Desactivar o gene, aumentar a
quantidade de vitamina D na alimentação de ratos geneticamente modificados ou
acrescentar mais Bacteroides fragilis ao intestino dos ratos teve o mesmo
efeito: a existência de mais células T atacando o tumor e abrandando o seu
crescimento. Devido a esses níveis mais elevados de vitamina D, os ratos também
demonstraram uma melhor reacção à imunoterapia. “Ainda não sabemos como as
bactérias fazem isto”, diz Reis e Sousa. “Mas o efeito é inquestionável.”
Novas terapias
Reis e Sousa, que é de origem
portuguesa e cuja compleição mais escura significa que produz menos vitamina D
numa Londres com pouco sol, descobriu que tinha falta da vitamina há cerca de
uma década e toma um suplemento desde então. “Regra geral”, diz, “se formos
diagnosticados com uma deficiência de vitamina D, parece sensato tentar
corrigi-la. Mas isso não depende deste estudo, evidentemente.”
Ele acrescenta que as pessoas
devem sempre consultar o seu médico de família antes de tomarem suplementos
vitamínicos – mesmo que saibam que têm deficiência de vitamina D – até o
impacto dos suplementos de vitamina D sobre o risco de cancro e outros aspectos
da saúde humana ser mais conhecido. “Poderá haver efeitos negativos que ainda
não descobrimos, como um aumento de doenças autoimunes.” O investigador também
não aconselha as pessoas a passarem demasiado tempo ao sol na Primavera para
sintetizarem vitamina D. “Não recomendamos o aumento da exposição solar, que
também pode aumentar o risco de cancro de pele, anulando qualquer efeito. Não
precisa de tomar banhos de sol para obter vitamina D. Dar um passeio deve ser
suficiente.”
Mais importante, diz Reis e
Sousa, o estudo poderá inspirar novas investigações para descobrir se os
suplementos de vitamina D ou de Bacteroides fragilis podem melhorar os
resultados de pacientes com cancro que estejam a fazer imunoterapia ou outros
tratamentos.
Walter Willett, médico e
investigador nutricional da Faculdade de Saúde Pública T.H. Chan de Harvard,
que não participou neste estudo concorda que os dados do novo estudo de Reis e
Sousa sugere potenciais benefícios da vitamina D nos pacientes humanos com
cancro. “Isto é compatível com algumas das nossas próprias descobertas.
Descobrimos riscos mais baixos de cancro colo-rectal em mulheres com níveis de
vitamina D mais elevadosno sangue.

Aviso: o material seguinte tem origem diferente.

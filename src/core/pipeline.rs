use crate::config::toml_config::TwinConfig;
use crate::core::comparison::ComparisonPolicy;
use crate::core::counting::InferenceEngine;
use crate::core::exposure::ExposureModel;
use crate::core::histology::{AssetCatalog, HistologyImageSynthesizer};
use crate::core::selector::{ParticipantSelector, SurveyDataset};
use crate::core::twin::DigitalTwinSimulator;
use crate::domain::model::{
    CountResult, ExposureProfile, HistologyImage, ImageKey, Organ, OrganBurdenTable,
    ParticipantRecord,
};
use crate::domain::ports::TissueAssets;
use crate::utils::error::Result;
use crate::utils::validation::Validate;
use rand::Rng;
use serde::Serialize;
use std::sync::Arc;

/// The values produced for one participant, passed on by value. Nothing in
/// here changes after `TwinPipeline::run` returns it.
#[derive(Debug, Clone, PartialEq, Serialize)]
pub struct PipelineRun {
    participant: ParticipantRecord,
    exposure: ExposureProfile,
    burdens: OrganBurdenTable,
}

impl PipelineRun {
    pub fn participant(&self) -> &ParticipantRecord {
        &self.participant
    }

    pub fn exposure(&self) -> &ExposureProfile {
        &self.exposure
    }

    pub fn burdens(&self) -> &OrganBurdenTable {
        &self.burdens
    }

    /// Key of the image calibrated to this run's burden for `organ`.
    pub fn image_key(&self, organ: Organ) -> ImageKey {
        ImageKey::new(organ, self.burdens.burden_of(organ))
    }
}

/// Wires the five stages together. Each stage is also callable on its own;
/// a failure in one leaves the values already produced usable.
pub struct TwinPipeline<A: TissueAssets = AssetCatalog> {
    selector: ParticipantSelector,
    exposure: ExposureModel,
    simulator: DigitalTwinSimulator,
    synthesizer: HistologyImageSynthesizer<A>,
    engine: Arc<InferenceEngine>,
    policy: ComparisonPolicy,
}

impl TwinPipeline<AssetCatalog> {
    /// Builds every stage from `config`, using the process-wide detection engine.
    pub fn from_config(config: &TwinConfig) -> Result<Self> {
        let engine = InferenceEngine::shared(&config.detection)?;
        Self::with_engine(config, engine)
    }

    /// Same as `from_config` but with a caller-supplied engine.
    pub fn with_engine(config: &TwinConfig, engine: Arc<InferenceEngine>) -> Result<Self> {
        config.validate()?;
        let synthesizer = HistologyImageSynthesizer::from_calibration(&config.histology)?;
        Self::assemble(config, synthesizer, engine)
    }
}

impl<A: TissueAssets> TwinPipeline<A> {
    pub fn assemble(
        config: &TwinConfig,
        synthesizer: HistologyImageSynthesizer<A>,
        engine: Arc<InferenceEngine>,
    ) -> Result<Self> {
        config.comparison.validate()?;
        Ok(Self {
            selector: ParticipantSelector::new(&config.selection)?,
            exposure: ExposureModel::new(config.exposure.clone())?,
            simulator: DigitalTwinSimulator::new(&config.twin)?,
            synthesizer,
            engine,
            policy: config.comparison,
        })
    }

    /// Replaces the close-match policy, e.g. for a stricter classroom round.
    pub fn with_policy(mut self, policy: ComparisonPolicy) -> Result<Self> {
        policy.validate()?;
        self.policy = policy;
        Ok(self)
    }

    pub fn policy(&self) -> &ComparisonPolicy {
        &self.policy
    }

    pub fn engine(&self) -> &Arc<InferenceEngine> {
        &self.engine
    }

    pub fn select_participant<R: Rng + ?Sized>(
        &self,
        dataset: &SurveyDataset,
        rng: &mut R,
    ) -> Result<ParticipantRecord> {
        self.selector.select(dataset, rng)
    }

    pub fn select_participant_by_id(&self, dataset: &SurveyDataset, id: i64) -> Result<ParticipantRecord> {
        self.selector.select_by_id(dataset, id)
    }

    pub fn assess_exposure(&self, participant: &ParticipantRecord) -> Result<ExposureProfile> {
        self.exposure.assess(participant)
    }

    pub fn simulate(&self, exposure: &ExposureProfile) -> Result<OrganBurdenTable> {
        self.simulator.simulate(exposure)
    }

    /// Exposure and twin stages for one participant.
    pub fn run(&self, participant: ParticipantRecord) -> Result<PipelineRun> {
        let exposure = self.assess_exposure(&participant)?;
        let burdens = self.simulate(&exposure)?;
        Ok(PipelineRun {
            participant,
            exposure,
            burdens,
        })
    }

    pub fn synthesize(&self, key: ImageKey) -> Result<HistologyImage> {
        self.synthesizer.synthesize(key)
    }

    /// Image for a named organ of a finished run.
    pub fn image_for(&self, run: &PipelineRun, organ_name: &str) -> Result<HistologyImage> {
        let organ: Organ = organ_name.parse()?;
        self.synthesize(run.image_key(organ))
    }

    pub fn count(&self, image: &HistologyImage) -> Result<u64> {
        self.engine.count(image)
    }

    /// Compares a human count against the detector on an already rendered image.
    pub fn compare_image(&self, human_count: u64, image: &HistologyImage) -> Result<CountResult> {
        let automated = self.count(image)?;
        Ok(self.policy.judge(human_count, automated))
    }

    /// Comparison request: a human count and the key of the image it was made on.
    pub fn compare(&self, human_count: u64, key: ImageKey) -> Result<CountResult> {
        let image = self.synthesize(key)?;
        self.compare_image(human_count, &image)
    }
}

#[cfg(test)]
mod tests {
    use super::*;
    use crate::core::counting::DetectorWeights;
    use crate::domain::model::Verdict;
    use crate::utils::error::TwinError;
    use rand::rngs::StdRng;
    use rand::SeedableRng;

    const SURVEY: &str = "\
Participant_Index,Bottled_Water_Frequency,Packaged_Food_Frequency,Water_Source,Seafood_Frequency,Microwave_Plastic,Indoor_Hours,Synthetic_Textile_Use,Urban_Residence,Occupational_Exposure,Cosmetic_Use,Synthetic_Clothing_Hours,Hand_Washing_Frequency
3,daily,often,Bottled,sometimes,yes,18,often,yes,no,daily,10,8
7,rarely,never,Filtered,never,no,10,rarely,no,no,rarely,2,4
12,sometimes,sometimes,Tap,rarely,no,14,sometimes,yes,yes,often,6,5
";

    fn pipeline() -> TwinPipeline {
        let config = TwinConfig::default();
        let engine = Arc::new(InferenceEngine::from_config(&config.detection).unwrap());
        TwinPipeline::with_engine(&config, engine).unwrap()
    }

    #[test]
    fn test_run_produces_consistent_values() {
        let pipeline = pipeline();
        let dataset = SurveyDataset::from_reader(SURVEY.as_bytes()).unwrap();
        let participant = pipeline.select_participant_by_id(&dataset, 3).unwrap();

        let run = pipeline.run(participant.clone()).unwrap();
        assert_eq!(run.participant(), &participant);
        assert_eq!(run.exposure().participant_id, 3);
        assert_eq!(run.burdens().participant_id(), 3);
        assert!(run.burdens().total() <= run.exposure().grand_total());
    }

    #[test]
    fn test_image_for_unknown_organ_keeps_run_usable() {
        let pipeline = pipeline();
        let dataset = SurveyDataset::from_reader(SURVEY.as_bytes()).unwrap();
        let participant = pipeline
            .select_participant(&dataset, &mut StdRng::seed_from_u64(5))
            .unwrap();
        let run = pipeline.run(participant).unwrap();

        assert!(matches!(
            pipeline.image_for(&run, "Heart"),
            Err(TwinError::UnknownOrganError { .. })
        ));
        let image = pipeline.image_for(&run, "liver").unwrap();
        assert_eq!(image.key, run.image_key(Organ::Liver));
    }

    #[test]
    fn test_compare_counts_rendered_particles() {
        let pipeline = pipeline();
        let key = ImageKey::new(Organ::Liver, 42.0);

        let result = pipeline.compare(40, key).unwrap();
        assert_eq!(result.automated_count, 42);
        assert_eq!(result.absolute_difference, 2);
        assert_eq!(result.verdict, Verdict::CloseEnough);

        let strict = pipeline.with_policy(ComparisonPolicy::new(1.0)).unwrap();
        assert_eq!(strict.compare(40, key).unwrap().verdict, Verdict::NotCloseEnough);
    }

    #[test]
    fn test_invalid_policy_rejected() {
        for threshold in [f64::NAN, -1.0, f64::INFINITY] {
            let result = pipeline().with_policy(ComparisonPolicy::new(threshold));
            assert!(matches!(
                result,
                Err(TwinError::InvalidConfigValueError { .. })
            ));
        }
    }

    #[test]
    fn test_alternative_detector_is_substitutable() {
        let config = TwinConfig::default();
        let engine = Arc::new(InferenceEngine::new(
            DetectorWeights::pixel_classifier().build(config.detection.confidence_threshold),
        ));
        let pipeline = TwinPipeline::with_engine(&config, engine).unwrap();
        assert_eq!(pipeline.engine().detector_name(), "pixel_classifier");

        let image = pipeline.synthesize(ImageKey::new(Organ::Lung, 120.0)).unwrap();
        assert_eq!(pipeline.count(&image).unwrap(), 120);
    }
}
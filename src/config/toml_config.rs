use crate::core::comparison::ComparisonPolicy;
use crate::core::counting::DetectionConfig;
use crate::core::exposure::ExposureCalibration;
use crate::core::histology::HistologyCalibration;
use crate::core::selector::SelectionConfig;
use crate::core::twin::CompartmentCalibration;
use crate::utils::error::{Result, TwinError};
use crate::utils::validation::Validate;
use regex::Regex;
use serde::{Deserialize, Serialize};
use std::path::Path;

/// Every calibration table and policy of the pipeline. Each section is
/// optional in TOML and falls back to the built-in defaults.
#[derive(Debug, Clone, Default, PartialEq, Serialize, Deserialize)]
#[serde(default)]
pub struct TwinConfig {
    pub selection: SelectionConfig,
    pub exposure: ExposureCalibration,
    pub twin: CompartmentCalibration,
    pub histology: HistologyCalibration,
    pub detection: DetectionConfig,
    pub comparison: ComparisonPolicy,
}

impl TwinConfig {
    /// Loads configuration from a TOML file.
    pub fn from_file<P: AsRef<Path>>(path: P) -> Result<Self> {
        let content = std::fs::read_to_string(&path).map_err(TwinError::IoError)?;
        Self::from_toml_str(&content)
    }

    /// Parses configuration from a TOML string.
    pub fn from_toml_str(content: &str) -> Result<Self> {
        let processed_content = Self::substitute_env_vars(content)?;

        toml::from_str(&processed_content).map_err(|e| TwinError::ConfigValidationError {
            field: "toml_parsing".to_string(),
            message: format!("TOML parsing error: {}", e),
        })
    }

    /// Replaces `${VAR}` with the environment value; unknown variables are left as is.
    fn substitute_env_vars(content: &str) -> Result<String> {
        let re = Regex::new(r"\$\{([^}]+)\}").map_err(|e| TwinError::ConfigValidationError {
            field: "env_substitution".to_string(),
            message: e.to_string(),
        })?;

        let result = re.replace_all(content, |caps: &regex::Captures| {
            let var_name = &caps[1];
            std::env::var(var_name).unwrap_or_else(|_| format!("${{{}}}", var_name))
        });

        Ok(result.to_string())
    }

    pub fn to_toml_string(&self) -> Result<String> {
        toml::to_string_pretty(self).map_err(|e| TwinError::ConfigValidationError {
            field: "toml_serialization".to_string(),
            message: e.to_string(),
        })
    }

    pub fn close_match_threshold(&self) -> f64 {
        self.comparison.close_match_threshold
    }

    pub fn detection_confidence_threshold(&self) -> f64 {
        self.detection.confidence_threshold
    }
}

impl Validate for TwinConfig {
    fn validate(&self) -> Result<()> {
        self.selection.validate()?;
        self.exposure.validate()?;
        self.twin.validate()?;
        self.histology.validate()?;
        self.detection.validate()?;
        self.comparison.validate()
    }
}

Também estive envolvido num ensaio clínico
que demonstrou uma diminuição da mortalidade causada pelo cancro em pessoas que
tomavam suplementos de vitamina D.”
Willett acha que os
suplementos de vitamina D são provavelmente uma boa ideia. “Faz sentido que a
maioria das pessoas que vivem em climas setentrionais tomem suplementos de
vitamina D e não se dêem ao trabalho de testar os seus níveis da vitamina. A
melhor forma de o fazerem é com um suplemento multivitaminas/multiminerais que
contenha 800 ou 1.000 doses internacionais de vitamina D, que custa menos de 10
cêntimos por dia.
Ainda é preciso confirmar se
os benefícios da vitamina D no ser humano são mediados pelo microbioma,
acrescenta Willett. “Isso exigirá novos e maiores estudos, realizados ao longo
de vários anos.”
Muitos médicos estão
actualmente a explorar seserá benéfico manipular o microbioma para melhorar a
terapia para o cancro, diz Reis e Sousa. “Poderá ser incrivelmente bem-sucedido
na melhoria dos resultados terapêuticos. Mas também pode ser perigoso, sobretudo
quando as pessoas estão imunodeprimidas. Esperamos que as nossas descobertas
possam conduzir a aplicações terapêuticas mais refinadas.”